Hey there! This is the second guide in my Modeling Guide with R series. In the previous guide, we performed some preliminary explorations on our dataset and took a look at a few of the variables. We cleaned the dataset up a bit and exported it so we could read it again in later guides.

This page will focus on both simple and multiple linear regression. Although, I cannot cover all of the details and fine use cases of linear regression, we will explore some of the key ideas to focus on when creating and analyzing a linear regression model. We’ll start by importing our data and identifying variables to use in the model then move to creating, interpreting, and testing the model. In both simple and linear regression, we’ll use train/test validation and we’ll also look at several candidate models.

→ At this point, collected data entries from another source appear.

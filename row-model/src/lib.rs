//! FILENAME: row-model/src/lib.rs
//! Headless row-model pipeline over the table entity layer.
//!
//! The pipeline turns raw records into renderable rows through six
//! memoized stages: Core -> Filtered -> Grouped -> Sorted -> Expanded ->
//! Paginated. Selection and the column presentation projections
//! (visibility, order, pinning, sizing, header bands) sit alongside the
//! stages and read the same caller-owned state.
//!
//! Entry point: build a [`Table`] from a [`TableConfig`] and records,
//! mutate state through its setters, and read the stage getters.

pub mod aggregation_fns;
pub mod column;
pub mod core;
pub mod definition;
pub mod expanded;
pub mod filter_fns;
pub mod filtered;
pub mod grouped;
pub mod header;
pub mod paginated;
pub mod selection;
pub mod sorted;
pub mod sorting_fns;
pub mod table;

pub use aggregation_fns::AggregationFn;
pub use column::{Column, ColumnSet};
pub use definition::{
    Accessor, ColumnDef, GetRowId, GetSubRows, GroupedColumnMode, RowSelectionPolicy,
    SortUndefined, TableConfig, TreeFilterPolicy,
};
pub use filter_fns::FilterFn;
pub use header::{Header, HeaderGroup};
pub use selection::SelectionStatus;
pub use sorting_fns::SortingFn;
pub use table::{Cell, ModelRef, Table};
//! Status propagation engine
//!
//! Completion and reopen cascades across parent/child relations, plus the
//! per-task serialization of status operations.

mod cascade;
mod in_flight;

pub use cascade::{
    check_transition, offers_descendant_reopen, plan_status_change, ChangeReason, StatusChange,
    COMPLETION_GUARD_MESSAGE,
};
pub use in_flight::{InFlight, InFlightToken};
//! Status cascade planning
//!
//! Planning is pure: given a tree and a requested transition it returns the
//! ordered list of single-task changes to persist. Steps are ordered so the
//! completion invariant (a Done task has only Done children) holds after each
//! one: completions go bottom-up, reopened ancestors go top-down before the
//! requested task, and reopened descendants follow in pre-order.

use std::collections::HashMap;

use serde::Serialize;
use uuid::Uuid;

use crate::task::{Task, TaskStatus};
use crate::tree::TaskTree;
use crate::{Error, Result};

pub const COMPLETION_GUARD_MESSAGE: &str =
    "Complete all subtasks before marking this task as done";

/// Why a task's status is changing
#[derive(Debug, Clone, Copy, PartialEq, Eq, Serialize)]
#[serde(rename_all = "snake_case")]
pub enum ChangeReason {
    /// The change the caller asked for
    Requested,
    /// Every child is now Done
    ChildrenCompleted,
    /// A child left Done, so this ancestor must too
    ChildReopened,
    /// Reopened together with its ancestor on request
    AncestorReopened,
}

/// One persisted status transition
#[derive(Debug, Clone, Copy, PartialEq, Eq, Serialize)]
pub struct StatusChange {
    pub task_id: Uuid,
    pub from: TaskStatus,
    pub to: TaskStatus,
    pub reason: ChangeReason,
}

/// Whether reopening `task` to `to` should ask about its descendants
pub fn offers_descendant_reopen(tree: &TaskTree, task: &Task, to: TaskStatus) -> bool {
    to == TaskStatus::Todo && tree.children(task.id).any(|child| child.status.is_done())
}

/// Plan every change implied by moving `task_id` to `to`.
///
/// An empty plan means the task already has that status.
pub fn plan_status_change(
    tree: &TaskTree,
    task_id: Uuid,
    to: TaskStatus,
    reopen_descendants: bool,
) -> Result<Vec<StatusChange>> {
    let task = tree
        .get(task_id)
        .ok_or_else(|| Error::TaskNotFound(task_id.to_string()))?;

    if task.status == to {
        return Ok(Vec::new());
    }

    if to.is_done() {
        if !tree.all_children_done(task_id) {
            return Err(Error::Validation(COMPLETION_GUARD_MESSAGE.to_string()));
        }
        return Ok(plan_completion(tree, task));
    }

    Ok(plan_reopen(tree, task, to, reopen_descendants))
}

fn plan_completion(tree: &TaskTree, task: &Task) -> Vec<StatusChange> {
    let mut overrides: HashMap<Uuid, TaskStatus> = HashMap::new();
    let mut plan = vec![StatusChange {
        task_id: task.id,
        from: task.status,
        to: TaskStatus::Done,
        reason: ChangeReason::Requested,
    }];
    overrides.insert(task.id, TaskStatus::Done);

    let mut current = task.id;
    while let Some(parent) = tree.find_parent(current) {
        if parent.status.is_done() {
            break;
        }
        let siblings_done = tree.children(parent.id).all(|sibling| {
            overrides
                .get(&sibling.id)
                .copied()
                .unwrap_or(sibling.status)
                .is_done()
        });
        if !siblings_done {
            break;
        }
        plan.push(StatusChange {
            task_id: parent.id,
            from: parent.status,
            to: TaskStatus::Done,
            reason: ChangeReason::ChildrenCompleted,
        });
        overrides.insert(parent.id, TaskStatus::Done);
        current = parent.id;
    }

    plan
}

fn plan_reopen(
    tree: &TaskTree,
    task: &Task,
    to: TaskStatus,
    reopen_descendants: bool,
) -> Vec<StatusChange> {
    let mut ancestors = Vec::new();
    let mut current = task.id;
    while let Some(parent) = tree.find_parent(current) {
        if !parent.status.is_done() {
            break;
        }
        ancestors.push(StatusChange {
            task_id: parent.id,
            from: parent.status,
            to: TaskStatus::Todo,
            reason: ChangeReason::ChildReopened,
        });
        current = parent.id;
    }
    ancestors.reverse();

    let mut plan = ancestors;
    plan.push(StatusChange {
        task_id: task.id,
        from: task.status,
        to,
        reason: ChangeReason::Requested,
    });

    if reopen_descendants && to == TaskStatus::Todo {
        plan.extend(
            tree.descendants(task.id)
                .into_iter()
                .filter_map(|id| tree.get(id))
                .filter(|descendant| descendant.status.is_done())
                .map(|descendant| StatusChange {
                    task_id: descendant.id,
                    from: descendant.status,
                    to: TaskStatus::Todo,
                    reason: ChangeReason::AncestorReopened,
                }),
        );
    }

    plan
}

/// Check a single persisted transition against the completion invariant.
///
/// This is the store-side rule: Done needs all children Done, and a task
/// cannot leave Done while its parent is still Done.
pub fn check_transition(tree: &TaskTree, task_id: Uuid, to: TaskStatus) -> Result<()> {
    let task = tree
        .get(task_id)
        .ok_or_else(|| Error::TaskNotFound(task_id.to_string()))?;
    if task.status == to {
        return Ok(());
    }

    if to.is_done() {
        if !tree.all_children_done(task_id) {
            return Err(Error::Validation(COMPLETION_GUARD_MESSAGE.to_string()));
        }
    } else if tree.find_parent(task_id).is_some_and(|p| p.status.is_done()) {
        return Err(Error::Validation(
            "Reopen the parent task before reopening this subtask".to_string(),
        ));
    }

    Ok(())
}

We will be using the same dataset for both the simple and multiple
regression cases so let’s get that set up first. As mentioned in the
previous, guide, I prefer to use the `tidyverse`

family of
packages. We’ll also be using the `tidymodels`

collection of
packages to set up the models and perform our train/test validation and
`GGally`

to make a scatterplot matrix. The
`performance`

package helps us check the model after we’ve
created it and the others are helpful for rendering good tables.

The code below imports our packages and the data we cleaned in the previous guide. It also splits the data into a train and test set. We will train our models using the training set and will test its performance using the test set. We do this to simulate how the model will perform in the “real world”.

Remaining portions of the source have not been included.